Actually starting to listen

So, one of the things my dietician was red-hot on was “LISTEN TO YOUR BODY”. I was all “… lady, my body never told me not to when I got fat, so…”
Anyway. I’m trying to draw a line between “I have to eat every 2-3 hours” and “I’m not hungry.” I’m trying to eat something, even if it’s a piece of fruit.


There is room in my calories for a cookie or two. I ate my lunch and then I was all 😀 “… cookies nao?”

Then I paused for a second.

I checked my hunger levels. Nope. I’d just eaten lunch an hour and a half ago. Not hungry.

I waited another three quarters of an hour. OK, I was starting to get a little hungry.

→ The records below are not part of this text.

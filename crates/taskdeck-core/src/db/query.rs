//! SQLite query helpers for the tracker.
//!
//! Provides typed structs and composable query functions for the read path:
//! list/filter tasks, get by id, tag and user lookups. All functions take a
//! shared `&Connection` and return typed records, never raw rows.
//!
//! Filter fields combine with AND semantics; the string-valued filters are
//! case-insensitive exact matches, mirroring the HTTP query parameters.

use chrono::{DateTime, Utc};
use rusqlite::{Connection, params, params_from_iter, types::Type};
use std::fmt::{self, Write as _};
use std::str::FromStr;

use crate::error::Result;
use crate::model::{ParseEnumError, Priority, Status, Tag, Task, User};

// ---------------------------------------------------------------------------
// Timestamp conversion
// ---------------------------------------------------------------------------

/// Convert a stored microsecond timestamp back to `DateTime<Utc>`.
pub(crate) fn micros_to_datetime(us: i64) -> rusqlite::Result<DateTime<Utc>> {
    DateTime::from_timestamp_micros(us).ok_or_else(|| {
        rusqlite::Error::FromSqlConversionFailure(
            0,
            Type::Integer,
            format!("timestamp out of range: {us}").into(),
        )
    })
}

/// Convert a `DateTime<Utc>` to the stored microsecond representation.
pub(crate) fn datetime_to_micros(dt: DateTime<Utc>) -> i64 {
    dt.timestamp_micros()
}

fn parse_stored_enum<T>(raw: &str) -> rusqlite::Result<T>
where
    T: FromStr<Err = ParseEnumError>,
{
    raw.parse().map_err(|error: ParseEnumError| {
        rusqlite::Error::FromSqlConversionFailure(0, Type::Text, Box::new(error))
    })
}

// ---------------------------------------------------------------------------
// Sorting
// ---------------------------------------------------------------------------

/// Sort order for task listings.
///
/// Wire form follows the HTTP `ordering` parameter: a field name with an
/// optional `-` prefix for descending. Priority ordering ranks severity
/// (LOW < MEDIUM < HIGH < CRITICAL), not the lexicographic accident of the
/// stored strings.
#[derive(Debug, Clone, Copy, PartialEq, Eq, Default)]
pub enum SortOrder {
    /// Oldest first (the default).
    #[default]
    CreatedAsc,
    /// Most recently created first.
    CreatedDesc,
    /// Oldest update first.
    UpdatedAsc,
    /// Most recently updated first.
    UpdatedDesc,
    /// Least severe first.
    PriorityAsc,
    /// Most severe first.
    PriorityDesc,
}

impl SortOrder {
    const fn sql_clause(self) -> &'static str {
        match self {
            Self::CreatedAsc => "ORDER BY t.created_at_us ASC, t.task_id ASC",
            Self::CreatedDesc => "ORDER BY t.created_at_us DESC, t.task_id ASC",
            Self::UpdatedAsc => "ORDER BY t.updated_at_us ASC, t.task_id ASC",
            Self::UpdatedDesc => "ORDER BY t.updated_at_us DESC, t.task_id ASC",
            Self::PriorityAsc => {
                "ORDER BY CASE t.priority \
                 WHEN 'LOW' THEN 0 \
                 WHEN 'MEDIUM' THEN 1 \
                 WHEN 'HIGH' THEN 2 \
                 WHEN 'CRITICAL' THEN 3 \
                 END ASC, t.task_id ASC"
            }
            Self::PriorityDesc => {
                "ORDER BY CASE t.priority \
                 WHEN 'LOW' THEN 0 \
                 WHEN 'MEDIUM' THEN 1 \
                 WHEN 'HIGH' THEN 2 \
                 WHEN 'CRITICAL' THEN 3 \
                 END DESC, t.task_id ASC"
            }
        }
    }
}

impl fmt::Display for SortOrder {
    fn fmt(&self, f: &mut fmt::Formatter<'_>) -> fmt::Result {
        match self {
            Self::CreatedAsc => f.write_str("created_at"),
            Self::CreatedDesc => f.write_str("-created_at"),
            Self::UpdatedAsc => f.write_str("updated_at"),
            Self::UpdatedDesc => f.write_str("-updated_at"),
            Self::PriorityAsc => f.write_str("priority"),
            Self::PriorityDesc => f.write_str("-priority"),
        }
    }
}

impl FromStr for SortOrder {
    type Err = ParseEnumError;

    fn from_str(s: &str) -> std::result::Result<Self, Self::Err> {
        match s.trim() {
            "created_at" => Ok(Self::CreatedAsc),
            "-created_at" => Ok(Self::CreatedDesc),
            "updated_at" => Ok(Self::UpdatedAsc),
            "-updated_at" => Ok(Self::UpdatedDesc),
            "priority" => Ok(Self::PriorityAsc),
            "-priority" => Ok(Self::PriorityDesc),
            _ => Err(ParseEnumError {
                expected: "ordering",
                got: s.to_string(),
            }),
        }
    }
}

// ---------------------------------------------------------------------------
// Filters
// ---------------------------------------------------------------------------

/// Filter criteria for task listings.
///
/// All fields are optional. When multiple fields are set, they are combined
/// with AND semantics.
#[derive(Debug, Clone, Default)]
pub struct TaskFilter {
    /// Filter by status (case-insensitive exact match).
    pub status: Option<String>,
    /// Filter by priority (case-insensitive exact match).
    pub priority: Option<String>,
    /// Filter by assigned user's username (case-insensitive exact match).
    pub assigned_to: Option<String>,
    /// Filter by tag name (case-insensitive exact match).
    pub tag: Option<String>,
    /// Inclusive lower bound on `due_date`.
    pub due_after: Option<DateTime<Utc>>,
    /// Inclusive upper bound on `due_date`.
    pub due_before: Option<DateTime<Utc>>,
    /// Maximum number of results.
    pub limit: Option<u32>,
    /// Offset for pagination.
    pub offset: Option<u32>,
    /// Sort order.
    pub sort: SortOrder,
}

fn filter_clauses(filter: &TaskFilter) -> (String, String, Vec<Box<dyn rusqlite::types::ToSql>>) {
    let mut conditions: Vec<String> = Vec::new();
    let mut param_values: Vec<Box<dyn rusqlite::types::ToSql>> = Vec::new();
    let mut joins = String::new();

    if let Some(ref status) = filter.status {
        param_values.push(Box::new(status.clone()));
        conditions.push(format!("t.status = upper(trim(?{}))", param_values.len()));
    }

    if let Some(ref priority) = filter.priority {
        param_values.push(Box::new(priority.clone()));
        conditions.push(format!("t.priority = upper(trim(?{}))", param_values.len()));
    }

    if let Some(due_after) = filter.due_after {
        param_values.push(Box::new(datetime_to_micros(due_after)));
        conditions.push(format!("t.due_date_us >= ?{}", param_values.len()));
    }

    if let Some(due_before) = filter.due_before {
        param_values.push(Box::new(datetime_to_micros(due_before)));
        conditions.push(format!("t.due_date_us <= ?{}", param_values.len()));
    }

    // Username and tag filters require JOINs
    if let Some(ref username) = filter.assigned_to {
        param_values.push(Box::new(username.clone()));
        let _ = write!(
            joins,
            " INNER JOIN users u ON u.user_id = t.assigned_to \
             AND u.username = ?{} COLLATE NOCASE",
            param_values.len()
        );
    }

    if let Some(ref tag) = filter.tag {
        param_values.push(Box::new(tag.clone()));
        let _ = write!(
            joins,
            " INNER JOIN task_tags tt ON tt.task_id = t.task_id \
             INNER JOIN tags tg ON tg.tag_id = tt.tag_id \
             AND tg.name = ?{} COLLATE NOCASE",
            param_values.len()
        );
    }

    let where_clause = if conditions.is_empty() {
        String::new()
    } else {
        format!(" WHERE {}", conditions.join(" AND "))
    };

    (joins, where_clause, param_values)
}

// ---------------------------------------------------------------------------
// Task read path
// ---------------------------------------------------------------------------

const TASK_COLUMNS: &str = "t.task_id, t.title, t.description, t.status, t.priority, \
                            t.due_date_us, t.assigned_to, t.created_at_us, t.updated_at_us";

fn row_to_task(row: &rusqlite::Row<'_>) -> rusqlite::Result<Task> {
    let status: String = row.get(3)?;
    let priority: String = row.get(4)?;
    let due_date_us: Option<i64> = row.get(5)?;

    Ok(Task {
        id: row.get(0)?,
        title: row.get(1)?,
        description: row.get(2)?,
        status: parse_stored_enum::<Status>(&status)?,
        priority: parse_stored_enum::<Priority>(&priority)?,
        due_date: due_date_us.map(micros_to_datetime).transpose()?,
        created_at: micros_to_datetime(row.get(7)?)?,
        updated_at: micros_to_datetime(row.get(8)?)?,
        assigned_to: row.get(6)?,
        tags: Vec::new(),
    })
}

/// Fetch a single task by id, with its tags resolved.
///
/// Returns `None` if the task does not exist.
///
/// # Errors
///
/// Returns an error if the database query fails.
pub fn get_task(conn: &Connection, task_id: i64) -> Result<Option<Task>> {
    let sql = format!("SELECT {TASK_COLUMNS} FROM tasks t WHERE t.task_id = ?1");
    let mut stmt = conn.prepare(&sql)?;

    let result = stmt.query_row(params![task_id], row_to_task);
    match result {
        Ok(mut task) => {
            task.tags = task_tags(conn, task.id)?;
            Ok(Some(task))
        }
        Err(rusqlite::Error::QueryReturnedNoRows) => Ok(None),
        Err(e) => Err(e.into()),
    }
}

/// List tasks matching the given filter criteria, tags resolved.
///
/// Returns tasks in the requested sort order, limited by `filter.limit` and
/// offset by `filter.offset`.
///
/// # Errors
///
/// Returns an error if the database query fails.
pub fn list_tasks(conn: &Connection, filter: &TaskFilter) -> Result<Vec<Task>> {
    let (joins, where_clause, param_values) = filter_clauses(filter);
    let sort_clause = filter.sort.sql_clause();

    let limit_clause = match (filter.limit, filter.offset) {
        (Some(limit), Some(offset)) => format!(" LIMIT {limit} OFFSET {offset}"),
        (Some(limit), None) => format!(" LIMIT {limit}"),
        (None, Some(offset)) => format!(" LIMIT -1 OFFSET {offset}"),
        (None, None) => String::new(),
    };

    let sql = format!(
        "SELECT DISTINCT {TASK_COLUMNS} FROM tasks t{joins}{where_clause} {sort_clause}{limit_clause}"
    );

    let mut stmt = conn.prepare(&sql)?;

    let params_ref: Vec<&dyn rusqlite::types::ToSql> =
        param_values.iter().map(AsRef::as_ref).collect();

    let rows = stmt.query_map(params_from_iter(params_ref), row_to_task)?;

    let mut tasks = Vec::new();
    for row in rows {
        tasks.push(row?);
    }

    for task in &mut tasks {
        task.tags = task_tags(conn, task.id)?;
    }

    Ok(tasks)
}

/// Count tasks matching the filter, ignoring `limit`/`offset`.
///
/// Used by the HTTP surface to populate the pagination envelope.
///
/// # Errors
///
/// Returns an error if the database query fails.
pub fn count_tasks(conn: &Connection, filter: &TaskFilter) -> Result<u64> {
    let (joins, where_clause, param_values) = filter_clauses(filter);
    let sql = format!("SELECT COUNT(DISTINCT t.task_id) FROM tasks t{joins}{where_clause}");

    let params_ref: Vec<&dyn rusqlite::types::ToSql> =
        param_values.iter().map(AsRef::as_ref).collect();

    let count: i64 = conn.query_row(&sql, params_from_iter(params_ref), |row| row.get(0))?;
    Ok(u64::try_from(count).unwrap_or(0))
}

/// Get all tags attached to a task, ordered by name.
///
/// # Errors
///
/// Returns an error if the query fails.
pub fn task_tags(conn: &Connection, task_id: i64) -> Result<Vec<Tag>> {
    let sql = "SELECT tg.tag_id, tg.name \
               FROM task_tags tt \
               INNER JOIN tags tg ON tg.tag_id = tt.tag_id \
               WHERE tt.task_id = ?1 \
               ORDER BY tg.name";

    let mut stmt = conn.prepare(sql)?;
    let rows = stmt.query_map(params![task_id], |row| {
        Ok(Tag {
            id: row.get(0)?,
            name: row.get(1)?,
        })
    })?;

    let mut tags = Vec::new();
    for row in rows {
        tags.push(row?);
    }
    Ok(tags)
}

// ---------------------------------------------------------------------------
// Tag read path
// ---------------------------------------------------------------------------

/// Fetch a single tag by id.
///
/// # Errors
///
/// Returns an error if the query fails.
pub fn get_tag(conn: &Connection, tag_id: i64) -> Result<Option<Tag>> {
    let result = conn.query_row(
        "SELECT tag_id, name FROM tags WHERE tag_id = ?1",
        params![tag_id],
        |row| {
            Ok(Tag {
                id: row.get(0)?,
                name: row.get(1)?,
            })
        },
    );

    match result {
        Ok(tag) => Ok(Some(tag)),
        Err(rusqlite::Error::QueryReturnedNoRows) => Ok(None),
        Err(e) => Err(e.into()),
    }
}

/// List all tags ordered by name.
///
/// # Errors
///
/// Returns an error if the query fails.
pub fn list_tags(conn: &Connection, limit: Option<u32>, offset: Option<u32>) -> Result<Vec<Tag>> {
    let limit_clause = match (limit, offset) {
        (Some(limit), Some(offset)) => format!(" LIMIT {limit} OFFSET {offset}"),
        (Some(limit), None) => format!(" LIMIT {limit}"),
        (None, Some(offset)) => format!(" LIMIT -1 OFFSET {offset}"),
        (None, None) => String::new(),
    };

    let sql = format!("SELECT tag_id, name FROM tags ORDER BY name ASC, tag_id ASC{limit_clause}");

    let mut stmt = conn.prepare(&sql)?;
    let rows = stmt.query_map([], |row| {
        Ok(Tag {
            id: row.get(0)?,
            name: row.get(1)?,
        })
    })?;

    let mut tags = Vec::new();
    for row in rows {
        tags.push(row?);
    }
    Ok(tags)
}

/// Count all tags.
///
/// # Errors
///
/// Returns an error if the query fails.
pub fn count_tags(conn: &Connection) -> Result<u64> {
    let count: i64 = conn.query_row("SELECT COUNT(*) FROM tags", [], |row| row.get(0))?;
    Ok(u64::try_from(count).unwrap_or(0))
}

// ---------------------------------------------------------------------------
// User read path
// ---------------------------------------------------------------------------

/// Fetch a user by id.
///
/// # Errors
///
/// Returns an error if the query fails.
pub fn get_user(conn: &Connection, user_id: i64) -> Result<Option<User>> {
    let result = conn.query_row(
        "SELECT user_id, username FROM users WHERE user_id = ?1",
        params![user_id],
        |row| {
            Ok(User {
                id: row.get(0)?,
                username: row.get(1)?,
            })
        },
    );

    match result {
        Ok(user) => Ok(Some(user)),
        Err(rusqlite::Error::QueryReturnedNoRows) => Ok(None),
        Err(e) => Err(e.into()),
    }
}
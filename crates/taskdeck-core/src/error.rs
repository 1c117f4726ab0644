//! Error taxonomy for the core.
//!
//! Three classes, mirroring how callers must react:
//! - [`Error::Validation`] — out-of-policy input, surfaced as a 400-class
//!   failure, never retried
//! - [`Error::NotFound`] — a referenced task, tag, or user does not exist
//! - [`Error::Storage`] — SQLite failure; the enclosing transaction is
//!   rolled back and nothing is partially applied

use std::fmt;

use crate::model::ParseEnumError;

/// Machine-readable kind for a validation failure.
#[derive(Debug, Clone, Copy, PartialEq, Eq, Hash)]
pub enum ValidationKind {
    BlankField,
    DueDateNotInFuture,
    DuplicateUsername,
    InvalidEnumValue,
    MalformedTimestamp,
}

impl ValidationKind {
    #[must_use]
    pub const fn as_str(self) -> &'static str {
        match self {
            Self::BlankField => "blank field",
            Self::DueDateNotInFuture => "due date not in future",
            Self::DuplicateUsername => "duplicate username",
            Self::InvalidEnumValue => "invalid enumeration value",
            Self::MalformedTimestamp => "malformed timestamp",
        }
    }
}

impl fmt::Display for ValidationKind {
    fn fmt(&self, f: &mut fmt::Formatter<'_>) -> fmt::Result {
        f.write_str(self.as_str())
    }
}

#[derive(Debug, thiserror::Error)]
pub enum Error {
    /// Input failed validation before any mutation was attempted.
    #[error("{kind}: {message}")]
    Validation {
        kind: ValidationKind,
        message: String,
    },

    /// A referenced entity does not exist.
    #[error("{entity} {id} not found")]
    NotFound { entity: &'static str, id: String },

    /// Underlying persistence failure.
    #[error("storage failure: {0}")]
    Storage(#[from] rusqlite::Error),
}

impl Error {
    pub(crate) fn validation(kind: ValidationKind, message: impl Into<String>) -> Self {
        Self::Validation {
            kind,
            message: message.into(),
        }
    }

    pub(crate) fn not_found(entity: &'static str, id: impl fmt::Display) -> Self {
        Self::NotFound {
            entity,
            id: id.to_string(),
        }
    }
}

impl From<ParseEnumError> for Error {
    fn from(err: ParseEnumError) -> Self {
        Self::validation(ValidationKind::InvalidEnumValue, err.to_string())
    }
}

pub type Result<T> = std::result::Result<T, Error>;
//! Field validation and normalization.
//!
//! Validation always runs before any mutation is attempted: a failure here
//! aborts the whole operation with no side effects.

use chrono::{DateTime, Utc};
use std::str::FromStr;

use crate::error::{Error, Result, ValidationKind};
use crate::model::{Priority, Status};

/// Parse an RFC 3339 timestamp from caller input.
///
/// # Errors
///
/// Returns a `Validation` error of kind `MalformedTimestamp` when the input
/// is not parseable.
pub fn parse_timestamp(raw: &str) -> Result<DateTime<Utc>> {
    DateTime::parse_from_rfc3339(raw.trim())
        .map(|dt| dt.with_timezone(&Utc))
        .map_err(|_| {
            Error::validation(
                ValidationKind::MalformedTimestamp,
                format!("'{raw}' is not an RFC 3339 timestamp"),
            )
        })
}

/// Check that a required text field is non-blank after trimming.
///
/// # Errors
///
/// Returns a `Validation` error of kind `BlankField` when the value is empty
/// or whitespace-only.
pub fn check_non_blank(field: &'static str, value: &str) -> Result<()> {
    if value.trim().is_empty() {
        return Err(Error::validation(
            ValidationKind::BlankField,
            format!("{field} must not be blank"),
        ));
    }
    Ok(())
}

/// Check that a due date, when present, is strictly later than `now`.
///
/// Absence of a due date is valid.
///
/// # Errors
///
/// Returns a `Validation` error of kind `DueDateNotInFuture` otherwise.
pub fn check_due_date(due_date: Option<DateTime<Utc>>, now: DateTime<Utc>) -> Result<()> {
    match due_date {
        Some(due) if due <= now => Err(Error::validation(
            ValidationKind::DueDateNotInFuture,
            format!("due date {due} must be strictly after {now}"),
        )),
        _ => Ok(()),
    }
}

/// Parse a status string against the closed enumeration.
///
/// # Errors
///
/// Returns a `Validation` error of kind `InvalidEnumValue` for anything
/// outside {TODO, IN_PROGRESS, DONE}.
pub fn parse_status(raw: &str) -> Result<Status> {
    Ok(Status::from_str(raw)?)
}

/// Parse a priority string against the closed enumeration.
///
/// # Errors
///
/// Returns a `Validation` error of kind `InvalidEnumValue` for anything
/// outside {LOW, MEDIUM, HIGH, CRITICAL}.
pub fn parse_priority(raw: &str) -> Result<Priority> {
    Ok(Priority::from_str(raw)?)
}

#[cfg(test)]
mod tests {
    use super::{check_due_date, check_non_blank, parse_priority, parse_status, parse_timestamp};
    use crate::error::{Error, ValidationKind};
    use crate::model::{Priority, Status};
    use chrono::{Duration, Utc};

    fn validation_kind(err: &Error) -> ValidationKind {
        match err {
            Error::Validation { kind, .. } => *kind,
            other => panic!("expected validation error, got {other}"),
        }
    }

    #[test]
    fn future_due_date_is_accepted() {
        let now = Utc::now();
        assert!(check_due_date(Some(now + Duration::days(5)), now).is_ok());
        assert!(check_due_date(Some(now + Duration::microseconds(1)), now).is_ok());
    }

    #[test]
    fn absent_due_date_is_accepted() {
        assert!(check_due_date(None, Utc::now()).is_ok());
    }

    #[test]
    fn past_or_present_due_date_is_rejected() {
        let now = Utc::now();

        let at_now = check_due_date(Some(now), now).expect_err("due == now");
        assert_eq!(validation_kind(&at_now), ValidationKind::DueDateNotInFuture);

        let in_past =
            check_due_date(Some(now - Duration::days(1)), now).expect_err("due in past");
        assert_eq!(validation_kind(&in_past), ValidationKind::DueDateNotInFuture);
    }

    #[test]
    fn blank_values_are_rejected_and_named() {
        for raw in ["", "   ", "\t\n"] {
            let err = check_non_blank("title", raw).expect_err("blank value");
            assert_eq!(validation_kind(&err), ValidationKind::BlankField);
            assert!(err.to_string().contains("title"));
        }

        assert!(check_non_blank("title", "ship it").is_ok());
        assert!(check_non_blank("tag name", " Work ").is_ok());
    }

    #[test]
    fn timestamp_parse_accepts_rfc3339() {
        let parsed = parse_timestamp("2030-01-02T03:04:05Z").expect("valid timestamp");
        assert_eq!(parsed.to_rfc3339(), "2030-01-02T03:04:05+00:00");

        let offset = parse_timestamp(" 2030-01-02T03:04:05+09:00 ").expect("offset timestamp");
        assert_eq!(offset.to_rfc3339(), "2030-01-01T18:04:05+00:00");
    }

    #[test]
    fn timestamp_parse_rejects_garbage() {
        for raw in ["next tuesday", "2030-13-40", "", "1700000000"] {
            let err = parse_timestamp(raw).expect_err("malformed timestamp");
            assert_eq!(validation_kind(&err), ValidationKind::MalformedTimestamp);
        }
    }

    #[test]
    fn enum_parsing_goes_through_validation_errors() {
        assert_eq!(parse_status("todo").expect("status"), Status::Todo);
        assert_eq!(
            parse_priority("CRITICAL").expect("priority"),
            Priority::Critical
        );

        let err = parse_status("WONTFIX").expect_err("bad status");
        assert_eq!(validation_kind(&err), ValidationKind::InvalidEnumValue);

        let err = parse_priority("URGENT").expect_err("bad priority");
        assert_eq!(validation_kind(&err), ValidationKind::InvalidEnumValue);
    }
}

I thought of eating a cookie. Nothing.

I thought of eating a banana. I started salivating.

So, I’m listening to my body. I’m having a banana, rather than a cookie.

It’s what my body wants, after all.

It’s just weird.

  1. I’m the same way sometimes. The other day all I really wanted was an apple. They had donuts and cookies and candy all over the place but I wanted an apple. I ended up going to the store on my break just to get one lol The body wants what the body wants. Now if I could just get it to want ice cream and chips less and vegetables more…I’m working on it. Congrats on your victory today!

    • 😀 Thank you!

      It’s really hard, trying to balance “listening” versus “well, what the body wants is clearly unhealthy, so not listening.” But I’m finding it’s interesting how much better I feel these days and while I do have days when I am “EAT ALL THE THINGS”, sometimes I have days like today when I’m all “eh,” at the thought of food.

      The best thing my dietician ever said to me was “If you’re hungry, feed it. But first, think of eating a piece of fruit. Do you want to eat the fruit? If not, then you’re not hungry, you’re having a craving.”

      She helped me break it down further from there–thinking about macronutrients first, and then micronutrients (like, if the thought of chips, bacon and spaghetti carbonara is making you salivate it’s probably fat that you’re craving. If it’s bread, doughnuts and candy, it’s probably carbs. Etc. She taught me how to think of similar foods and see if they’re appealing, and then to go on to minerals/vitamins. I’ve never had a vitamin/mineral craving other than iron because my base diet is pretty good, but i have craved fat. And when I looked at my diet over the last ~4 days, I was absolutely low in fat for all of those days. I put a spoonful of oil over my salad, and the craving disappeared.)

      (And I hope the chip craving disappears. Mmmm, chips.)